[Exercise goal] Retrieve each line that contains the word "None" from the entries below.

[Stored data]
-------

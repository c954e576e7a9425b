use std::io::{self, BufRead, Write};
use std::path::{Path, PathBuf};
use std::thread;
use std::time::Duration;

use anyhow::{Context, Result};
use clap::Parser;

use chronoban_core::{
    Dir, Level, Playfield, SolveOutcome, Solver, SolverConfig, SolverStats, parse_moves, plan_text,
};

#[derive(Parser)]
#[command(author, version, about, long_about = None)]
struct Args {
    /// Level file to load on startup
    #[arg(short, long)]
    level: Option<PathBuf>,

    /// Milliseconds between animation frames
    #[arg(long, default_value_t = 150)]
    delay_ms: u64,

    /// Node-expansion budget for the solver
    #[arg(long, default_value_t = 500_000)]
    budget: u64,

    /// Zobrist seed; fix it to reproduce a search exactly
    #[arg(long)]
    seed: Option<u64>,
}

struct Session {
    level: Option<Level>,
    solution: Option<Vec<Dir>>,
    stats: Option<SolverStats>,
    config: SolverConfig,
    delay: Duration,
}

fn main() -> Result<()> {
    env_logger::init();
    let args = Args::parse();

    let mut config = SolverConfig { node_budget: args.budget, ..SolverConfig::default() };
    if let Some(seed) = args.seed {
        config.zobrist_seed = seed;
    }

    let mut session = Session {
        level: None,
        solution: None,
        stats: None,
        config,
        delay: Duration::from_millis(args.delay_ms),
    };

    if let Some(path) = &args.level {
        load_level(&mut session, path)?;
    }

    println!("===========================================");
    println!("   Chronoban: timed-door Sokoban solver");
    println!("===========================================");

    let stdin = io::stdin();
    let mut lines = stdin.lock().lines();
    loop {
        print_menu();
        let Some(line) = lines.next() else {
            break;
        };
        let choice = line.context("reading menu input")?;
        match choice.trim() {
            "1" => {
                println!("Enter level file path:");
                let Some(path) = lines.next() else {
                    break;
                };
                let path = path.context("reading level path")?;
                if let Err(e) = load_level(&mut session, Path::new(path.trim())) {
                    println!("Load failed: {e:#}");
                }
            }
            "2" => solve(&mut session),
            "3" => animate(&session),
            "4" => {
                println!("Enter a move sequence (U/D/L/R):");
                let Some(moves) = lines.next() else {
                    break;
                };
                let moves = moves.context("reading move input")?;
                play_moves(&session, moves.trim());
            }
            "5" => show_stats(&session),
            "6" => break,
            other => println!("Unknown choice {other:?}, pick 1-6."),
        }
        println!();
    }

    println!("Goodbye.");
    Ok(())
}

fn print_menu() {
    println!("========== MAIN MENU ==========");
    println!("1) Load level from file");
    println!("2) Solve current level");
    println!("3) Animate last solution");
    println!("4) Play custom moves");
    println!("5) Show solver statistics");
    println!("6) Exit");
    println!("===============================");
    print!("Choice: ");
    let _ = io::stdout().flush();
}

fn load_level(session: &mut Session, path: &Path) -> Result<()> {
    let level =
        Level::load(path).with_context(|| format!("loading level {}", path.display()))?;
    for warning in &level.warnings {
        println!("warning: {warning}");
    }
    println!(
        "Loaded '{}' ({}x{}), {} boxes, {} targets, L={}",
        level.meta.name,
        level.meta.width,
        level.meta.height,
        level.start.boxes.len(),
        level.board.targets().len(),
        level.board.time_modulus(),
    );
    if let Some(field) = Playfield::new(&level) {
        print!("{}", field.render());
    }
    session.level = Some(level);
    session.solution = None;
    session.stats = None;
    Ok(())
}

fn solve(session: &mut Session) {
    let Some(level) = &session.level else {
        println!("No level loaded.");
        return;
    };
    let solver = match Solver::new(level, session.config) {
        Ok(solver) => solver,
        Err(e) => {
            println!("Cannot solve: {e}");
            return;
        }
    };

    let report = solver.solve();
    match &report.outcome {
        SolveOutcome::Solved { plan } => {
            println!("Solved in {} moves, cost {}:", plan.len(), report.stats.solution_cost);
            println!("{}", plan_text(plan));
            session.solution = Some(plan.clone());
        }
        SolveOutcome::NoSolution => {
            println!("No solution exists for this level.");
            session.solution = None;
        }
        SolveOutcome::BudgetExhausted => {
            println!(
                "Search stopped after {} expansions without a solution.",
                report.stats.nodes_expanded
            );
            session.solution = None;
        }
    }
    session.stats = Some(report.stats);
}

fn animate(session: &Session) {
    let Some(level) = &session.level else {
        println!("No level loaded.");
        return;
    };
    let Some(plan) = &session.solution else {
        println!("No solution yet; solve first.");
        return;
    };
    let Some(mut field) = Playfield::new(level) else {
        println!("Level has no agent.");
        return;
    };

    println!("{}", field.render());
    for (step, &dir) in plan.iter().enumerate() {
        thread::sleep(session.delay);
        if let Err(e) = field.apply(dir) {
            println!("Animation stopped: {e}");
            return;
        }
        println!("step {} ({}):", step + 1, dir.glyph());
        println!("{}", field.render());
    }
    if field.is_won() {
        println!("All boxes delivered. Energy used: {}", field.state().energy);
    }
}

fn play_moves(session: &Session, input: &str) {
    let Some(level) = &session.level else {
        println!("No level loaded.");
        return;
    };
    let moves = match parse_moves(input) {
        Ok(moves) => moves,
        Err(e) => {
            println!("Bad input: {e}");
            return;
        }
    };
    let Some(mut field) = Playfield::new(level) else {
        println!("Level has no agent.");
        return;
    };

    match field.run(&moves) {
        Ok(()) => {
            print!("{}", field.render());
            println!(
                "Applied {} moves, energy {}, phase {}.",
                field.steps_taken(),
                field.state().energy,
                field.state().phase
            );
            if field.is_won() {
                println!("Level complete!");
            }
        }
        Err(e) => {
            print!("{}", field.render());
            println!("Sequence rejected: {e}");
        }
    }
}

fn show_stats(session: &Session) {
    let Some(stats) = &session.stats else {
        println!("No solve has run yet.");
        return;
    };
    println!("nodes expanded:   {}", stats.nodes_expanded);
    println!("nodes generated:  {}", stats.nodes_generated);
    println!("peak open size:   {}", stats.peak_open_size);
    println!("peak closed size: {}", stats.peak_closed_size);
    println!("elapsed:          {} ms", stats.elapsed_ms);
    println!("solution length:  {}", stats.solution_length);
    println!("solution cost:    {}", stats.solution_cost);
}
//! Level loading through real files: the parse-solve-replay pipeline and
//! the error paths a caller sees for bad paths and bad content.

use std::io::Write;

use chronoban_core::{Level, LevelError, SolveOutcome, Solver, SolverConfig, plan_text};

fn write_level(content: &str) -> tempfile::NamedTempFile {
    let mut file = tempfile::NamedTempFile::new().expect("temp file");
    file.write_all(content.as_bytes()).expect("write level");
    file
}

#[test]
fn load_parse_solve_round_trip() {
    let file = write_level(
        "\
[META]
NAME = From Disk
WIDTH = 6
HEIGHT = 3
ENERGY_LIMIT = 12
MOVE_COST = 1
PUSH_COST = 2
[BOARD]
######
#@ $.#
######
",
    );

    let level = Level::load(file.path()).expect("file loads");
    assert_eq!(level.meta.name, "From Disk");

    let solver = Solver::new(&level, SolverConfig::default()).expect("agent present");
    let report = solver.solve();
    let SolveOutcome::Solved { plan } = &report.outcome else {
        panic!("expected a solution, got {:?}", report.outcome);
    };
    assert_eq!(plan_text(plan), "RR");
    assert_eq!(report.stats.solution_cost, 3);
}

#[test]
fn missing_file_surfaces_an_io_error() {
    let dir = tempfile::tempdir().expect("temp dir");
    let missing = dir.path().join("nope.txt");
    match Level::load(&missing) {
        Err(LevelError::Io(_)) => {}
        other => panic!("expected an I/O error, got {other:?}"),
    }
}

#[test]
fn crlf_line_endings_parse_cleanly() {
    let text = "[META]\r\nNAME = CRLF\r\nWIDTH = 5\r\nHEIGHT = 3\r\nENERGY_LIMIT = 9\r\nMOVE_COST = 1\r\nPUSH_COST = 1\r\n[BOARD]\r\n#####\r\n#@$.#\r\n#####\r\n";
    let file = write_level(text);
    let level = Level::load(file.path()).expect("CRLF file loads");
    assert_eq!(level.meta.name, "CRLF");
    assert!(level.warnings.is_empty(), "warnings: {:?}", level.warnings);
}

#[test]
fn doors_and_keys_survive_the_file_round_trip() {
    let file = write_level(
        "\
[META]
NAME = Full House
WIDTH = 8
HEIGHT = 3
ENERGY_LIMIT = 40
MOVE_COST = 1
PUSH_COST = 1
[DOORS]
3 OPEN=2 CLOSE=1 PHASE=1 INITIAL=0
[BOARD]
########
#@a A3.#
########
",
    );
    let level = Level::load(file.path()).expect("file loads");
    assert_eq!(level.doors.len(), 1);
    assert_eq!(level.doors[0].id, 3);
    assert_eq!(level.board.time_modulus(), 3);
    assert_eq!(level.start.keys.len(), 1);
    assert_eq!(level.start.boxes.len(), 1);
    assert!(level.start.boxes[0].label.is_some());
}
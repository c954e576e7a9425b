pub mod board;
pub mod door;
pub mod level;
pub mod runner;
pub mod solver;
pub mod state;
pub mod types;
pub mod zobrist;

pub use board::{Board, Cell, CellKind, MAX_SAFE_MODULUS};
pub use door::{Door, DoorTable};
pub use level::{Level, LevelError, LevelWarning, Meta, StartState};
pub use runner::{ParseMovesError, Playfield, RunError, RunErrorKind, parse_moves};
pub use solver::{
    DeadlockKind, SolveError, SolveOutcome, SolveReport, Solver, SolverConfig, SolverStats,
};
pub use state::{BoxInfo, KeySpot, SearchState};
pub use types::{CellIndex, Dir, KeyId, plan_text};
pub use zobrist::Zobrist;
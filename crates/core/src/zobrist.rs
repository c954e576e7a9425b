//! Precomputed random tags for incremental-friendly state fingerprints.
//! This module exists so every hashable feature draws from one seeded stream.
//! It does not own canonicalization; states must be canonical before hashing.

use rand_chacha::ChaCha8Rng;
use rand_chacha::rand_core::{RngCore, SeedableRng};

use crate::types::{CellIndex, KEY_ALPHABET, KeyId};

/// Default seed so frontier ordering is reproducible unless a caller asks
/// for a fresh one.
pub const DEFAULT_SEED: u64 = 0x9e37_79b9_7f4a_7c15;

/// Independent 64-bit tag tables, one entry per (feature, position) pair.
///
/// A state's hash is the xor of the entries selected by its contents, so
/// any reordering of identical features cancels out by construction.
pub struct Zobrist {
    board_size: usize,
    modulus: usize,
    agent: Vec<u64>,
    box_unlabeled: Vec<u64>,
    box_labeled: Vec<u64>,
    key_on_board: Vec<u64>,
    key_held: Vec<u64>,
    phase: Vec<u64>,
}

impl Zobrist {
    pub fn new(board_size: usize, modulus: usize, seed: u64) -> Zobrist {
        let mut rng = ChaCha8Rng::seed_from_u64(seed);
        let mut fill = |len: usize| -> Vec<u64> {
            (0..len).map(|_| rng.next_u64()).collect()
        };
        Zobrist {
            board_size,
            modulus,
            agent: fill(board_size),
            box_unlabeled: fill(board_size),
            box_labeled: fill(KEY_ALPHABET * board_size),
            key_on_board: fill(KEY_ALPHABET * board_size),
            // Slot 0 is the empty hand.
            key_held: fill(KEY_ALPHABET + 1),
            phase: fill(modulus),
        }
    }

    pub fn board_size(&self) -> usize {
        self.board_size
    }

    pub fn agent(&self, pos: CellIndex) -> u64 {
        self.agent[pos]
    }

    pub fn box_unlabeled(&self, pos: CellIndex) -> u64 {
        self.box_unlabeled[pos]
    }

    pub fn box_labeled(&self, label: KeyId, pos: CellIndex) -> u64 {
        self.box_labeled[label.index() * self.board_size + pos]
    }

    pub fn key_on_board(&self, key: KeyId, pos: CellIndex) -> u64 {
        self.key_on_board[key.index() * self.board_size + pos]
    }

    pub fn key_held(&self, key: Option<KeyId>) -> u64 {
        let slot = match key {
            None => 0,
            Some(id) => id.index() + 1,
        };
        self.key_held[slot]
    }

    pub fn phase(&self, phase: u32) -> u64 {
        self.phase[phase as usize % self.modulus]
    }
}
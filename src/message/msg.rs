use crate::message::flags::MsgFlags;
use bytes::Bytes;
use std::fmt;

/// One frame of a monitor record: the packed header, or the address that
/// follows it.
#[derive(Clone, Default, PartialEq, Eq)]
pub struct Msg {
  data: Bytes,
  flags: MsgFlags,
}

impl Msg {
  pub fn from_vec(data: Vec<u8>) -> Self {
    Self::from_bytes(Bytes::from(data))
  }

  pub fn from_bytes(data: Bytes) -> Self {
    Self {
      data,
      flags: MsgFlags::empty(),
    }
  }

  pub fn from_static(data: &'static [u8]) -> Self {
    Self::from_bytes(Bytes::from_static(data))
  }

  /// Frame payload. Empty frames yield an empty slice.
  pub fn data(&self) -> &[u8] {
    &self.data
  }

  pub fn size(&self) -> usize {
    self.data.len()
  }

  pub fn set_flags(&mut self, flags: MsgFlags) {
    self.flags = flags;
  }

  /// True on every frame of a record except the last.
  pub fn is_more(&self) -> bool {
    self.flags.contains(MsgFlags::MORE)
  }
}

impl fmt::Debug for Msg {
  fn fmt(&self, f: &mut fmt::Formatter<'_>) -> fmt::Result {
    // Addresses are short, but headers are binary; print sizes only.
    f.debug_struct("Msg")
      .field("size", &self.size())
      .field("more", &self.is_more())
      .finish()
  }
}
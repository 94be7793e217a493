// src/monitor/args.rs

//! Typed views over a decoded record handed to observers.

use crate::monitor::event::{EventKind, EventRecord};
use crate::monitor::Monitor;
use std::time::Duration;

/// Payload shared by every event shape: the emitting monitor and the raw record.
#[derive(Debug, Clone, Copy)]
pub struct BaseEventArgs<'a> {
  monitor: &'a Monitor,
  record: &'a EventRecord,
}

impl<'a> BaseEventArgs<'a> {
  pub(crate) fn new(monitor: &'a Monitor, record: &'a EventRecord) -> Self {
    Self { monitor, record }
  }

  /// The monitor that decoded this event. Observers may call `stop()` on it.
  pub fn monitor(&self) -> &'a Monitor {
    self.monitor
  }

  pub fn record(&self) -> &'a EventRecord {
    self.record
  }

  /// Decoded kind, or `None` if the code was not recognised.
  pub fn kind(&self) -> Option<EventKind> {
    self.record.kind
  }

  /// Raw 32-bit value carried by the record.
  pub fn value(&self) -> i32 {
    self.record.value
  }

  pub fn address(&self) -> Option<&'a str> {
    self.record.address.as_deref()
  }
}

/// Events whose value is the OS handle of the affected connection or listener.
#[derive(Debug, Clone, Copy)]
pub struct FdEventArgs<'a> {
  base: BaseEventArgs<'a>,
  fd: i32,
}

impl<'a> FdEventArgs<'a> {
  pub fn base(&self) -> &BaseEventArgs<'a> {
    &self.base
  }

  pub fn fd(&self) -> i32 {
    self.fd
  }

  pub fn address(&self) -> Option<&'a str> {
    self.base.address()
  }
}

/// `ConnectRetried`: the value is the reconnect interval in milliseconds.
#[derive(Debug, Clone, Copy)]
pub struct IntervalEventArgs<'a> {
  base: BaseEventArgs<'a>,
  interval: Duration,
}

impl<'a> IntervalEventArgs<'a> {
  pub fn base(&self) -> &BaseEventArgs<'a> {
    &self.base
  }

  pub fn interval(&self) -> Duration {
    self.interval
  }

  pub fn address(&self) -> Option<&'a str> {
    self.base.address()
  }
}

/// The argument shape passed to an observer, chosen by the record's kind.
#[derive(Debug, Clone, Copy)]
pub enum EventArgs<'a> {
  Base(BaseEventArgs<'a>),
  FileDescriptor(FdEventArgs<'a>),
  Interval(IntervalEventArgs<'a>),
}

impl<'a> EventArgs<'a> {
  /// Builds the variant that matches `record.kind`.
  ///
  /// Outcome-only kinds, unknown kinds and the wildcard get `Base`.
  pub fn for_record(monitor: &'a Monitor, record: &'a EventRecord) -> Self {
    let base = BaseEventArgs::new(monitor, record);
    match record.kind {
      Some(
        EventKind::Connected
        | EventKind::Listening
        | EventKind::Accepted
        | EventKind::Closed
        | EventKind::Disconnected,
      ) => EventArgs::FileDescriptor(FdEventArgs {
        base,
        fd: record.value,
      }),
      Some(EventKind::ConnectRetried) => EventArgs::Interval(IntervalEventArgs {
        base,
        interval: Duration::from_millis(record.value.max(0) as u64),
      }),
      _ => EventArgs::Base(base),
    }
  }

  /// The common payload, whatever the variant.
  pub fn base(&self) -> &BaseEventArgs<'a> {
    match self {
      EventArgs::Base(base) => base,
      EventArgs::FileDescriptor(args) => &args.base,
      EventArgs::Interval(args) => &args.base,
    }
  }

  pub fn record(&self) -> &'a EventRecord {
    self.base().record()
  }
}
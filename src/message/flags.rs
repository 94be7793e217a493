use bitflags::bitflags;

bitflags! {
    /// Per-frame flags on a monitor record.
    #[derive(Debug, Clone, Copy, PartialEq, Eq, Hash, Default)]
    pub struct MsgFlags: u8 {
        /// Set on the header frame when an address frame follows.
        const MORE = 0b01;
    }
}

-------

[Result]
#[command(author, version, about, long_about = None)]
        level: None,
        solution: None,
        stats: None,
    session.solution = None;
    session.stats = None;
            session.solution = None;
            session.solution = None;
            None => 0,
  /// Decoded kind, or `None` if the code was not recognised.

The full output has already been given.